═══ Data records ═══
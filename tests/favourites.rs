use std::error::Error as StdError;

use shop_cache::keys::favourites_key;
use shop_cache::prelude::*;
use shop_cache::test::*;
use uuid::Uuid;

type TestResult = Result<(), Box<dyn StdError>>;

#[tokio::test]
async fn add_check_list_remove() -> TestResult {
    let (catalog, store, cache) = catalog();
    let records = seed_items(&store, &[("Alpha", 10.0, "X"), ("Bravo", 5.0, "X")]);
    let (a, b) = (records[0].id, records[1].id);
    let user = Uuid::new_v4();
    let ctx = RequestContext::new();

    catalog.add_favourite(&ctx, user, a).await?;
    assert!(catalog.is_favourite(&ctx, user, a).await?);
    assert!(!catalog.is_favourite(&ctx, user, b).await?);

    let ids = cache.inner().get_fav_ids(&favourites_key(&user)).await?;
    assert_eq!(ids.get(&a), Some(&user));

    let listing = catalog.list_favourites(&ctx, user, &ListQuery::new()).await?;
    assert_eq!(names(&listing.records), ["Alpha"]);
    assert_eq!(listing.total, 1);

    catalog.remove_favourite(&ctx, user, a).await?;
    assert!(!catalog.is_favourite(&ctx, user, a).await?);
    assert_eq!(catalog.count(&ctx, &View::Favourites(user)).await?, 0);
    let blob = cached_blob(&cache, &View::Favourites(user), Sort::NAME_ASC).await.expect("patched");
    assert!(blob.is_empty());
    Ok(())
}

#[tokio::test]
async fn membership_agrees_with_the_list() -> TestResult {
    let (catalog, store, _cache) = catalog();
    let records = seed_items(
        &store,
        &[("Alpha", 10.0, "X"), ("Bravo", 5.0, "X"), ("Charlie", 7.5, "Y"), ("Delta", 1.0, "Y")],
    );
    let user = Uuid::new_v4();
    let ctx = RequestContext::new();

    for record in [&records[0], &records[2], &records[3]] {
        catalog.add_favourite(&ctx, user, record.id).await?;
    }
    catalog.remove_favourite(&ctx, user, records[3].id).await?;

    let listed = catalog
        .favourites()?
        .list(&ctx, user, Sort::PRICE_DESC, Page::new(0, 10)?)
        .await?;
    assert_eq!(names(&listed), ["Alpha", "Charlie"]);
    for record in &records {
        let listed_here = listed.iter().any(|r| r.id == record.id);
        assert_eq!(catalog.is_favourite(&ctx, user, record.id).await?, listed_here, "{}", record.name);
    }
    Ok(())
}

#[tokio::test]
async fn membership_survives_a_cold_cache() -> TestResult {
    let (catalog, store, cache) = catalog();
    let records = seed_items(&store, &[("Alpha", 10.0, "X"), ("Bravo", 5.0, "X")]);
    let user = Uuid::new_v4();
    let ctx = RequestContext::new();

    store.add_favourite(user, records[1].id).await?;
    assert!(catalog.is_favourite(&ctx, user, records[1].id).await?);
    assert!(!catalog.is_favourite(&ctx, user, records[0].id).await?);
    assert!(cache.inner().get_fav_ids(&favourites_key(&user)).await.is_ok());
    Ok(())
}

#[tokio::test]
async fn user_without_favourites_is_answered_from_the_count() -> TestResult {
    let (catalog, store, cache) = catalog();
    let records = seed_items(&store, &[("Alpha", 10.0, "X")]);
    let user = Uuid::new_v4();
    let ctx = RequestContext::new();

    assert!(!catalog.is_favourite(&ctx, user, records[0].id).await?);
    assert!(cache.inner().get_fav_ids(&favourites_key(&user)).await.unwrap_err().is_miss());
    assert_eq!(cached_count(&cache, &View::Favourites(user)).await, Some(0));
    Ok(())
}

#[tokio::test]
async fn unknown_item_can_not_be_favourited() {
    let (catalog, _store, _cache) = catalog();
    let err = catalog
        .add_favourite(&RequestContext::new(), Uuid::new_v4(), Uuid::new_v4())
        .await
        .unwrap_err();
    assert!(err.is_not_found());
    assert_eq!(err.http_status(), 404);
}

#[tokio::test]
async fn item_changes_reach_favourites_views() -> TestResult {
    let (catalog, store, cache) = catalog();
    let records = seed_items(&store, &[("Alpha", 10.0, "X"), ("Bravo", 5.0, "X")]);
    let (alice, bob) = (Uuid::new_v4(), Uuid::new_v4());
    let ctx = RequestContext::new();

    for user in [alice, bob] {
        catalog.add_favourite(&ctx, user, records[0].id).await?;
        catalog.add_favourite(&ctx, user, records[1].id).await?;
        catalog.list_favourites(&ctx, user, &ListQuery::new().sort("price", "asc")).await?;
    }

    let mut alpha = records[0].clone();
    alpha.price = 1.0;
    catalog.update_item(&ctx, alpha).await?;
    for user in [alice, bob] {
        let blob = cached_blob(&cache, &View::Favourites(user), Sort::PRICE_ASC).await.expect("patched");
        assert_eq!(names(&blob), ["Alpha", "Bravo"]);
        assert_eq!(blob[0].price, 1.0);
    }

    catalog.delete_item(&ctx, records[1].id).await?;
    for user in [alice, bob] {
        let blob = cached_blob(&cache, &View::Favourites(user), Sort::PRICE_ASC).await.expect("patched");
        assert_eq!(names(&blob), ["Alpha"]);
        assert_eq!(cached_count(&cache, &View::Favourites(user)).await, Some(1));
        assert!(!catalog.is_favourite(&ctx, user, records[1].id).await?);
        let ids = cache.inner().get_fav_ids(&favourites_key(&user)).await?;
        assert!(!ids.contains_key(&records[1].id));
    }
    Ok(())
}

#[tokio::test]
async fn forgotten_user_leaves_nothing_behind() -> TestResult {
    let (catalog, store, cache) = catalog();
    let records = seed_items(&store, &[("Alpha", 10.0, "X")]);
    let user = Uuid::new_v4();
    let ctx = RequestContext::new();

    catalog.add_favourite(&ctx, user, records[0].id).await?;
    for sort in ["asc", "desc"] {
        catalog
            .list_favourites(&ctx, user, &ListQuery::new().sort("name", sort))
            .await?;
    }

    catalog.forget_user(&ctx, user).await?;
    let view = View::Favourites(user);
    for sort in Sort::ALL {
        assert!(cached_blob(&cache, &view, sort).await.is_none());
    }
    assert_eq!(cached_count(&cache, &view).await, None);
    assert!(cache.inner().get_fav_ids(&favourites_key(&user)).await.is_err());
    Ok(())
}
═══
## Problem statement
Begin with the first line of the records and finish with the line containing "assert!(!catalog.is_favourite(&ctx, user, b).await?);". Reproduce those lines exactly, both ends included, and nothing else.

## Solution
filename tests/favourites.rs
use std::error::Error as StdError;

use shop_cache::keys::favourites_key;
use shop_cache::prelude::*;
use shop_cache::test::*;
use uuid::Uuid;

type TestResult = Result<(), Box<dyn StdError>>;

#[tokio::test]
async fn add_check_list_remove() -> TestResult {
    let (catalog, store, cache) = catalog();
    let records = seed_items(&store, &[("Alpha", 10.0, "X"), ("Bravo", 5.0, "X")]);
    let (a, b) = (records[0].id, records[1].id);
    let user = Uuid::new_v4();
    let ctx = RequestContext::new();

    catalog.add_favourite(&ctx, user, a).await?;
    assert!(catalog.is_favourite(&ctx, user, a).await?);
    assert!(!catalog.is_favourite(&ctx, user, b).await?);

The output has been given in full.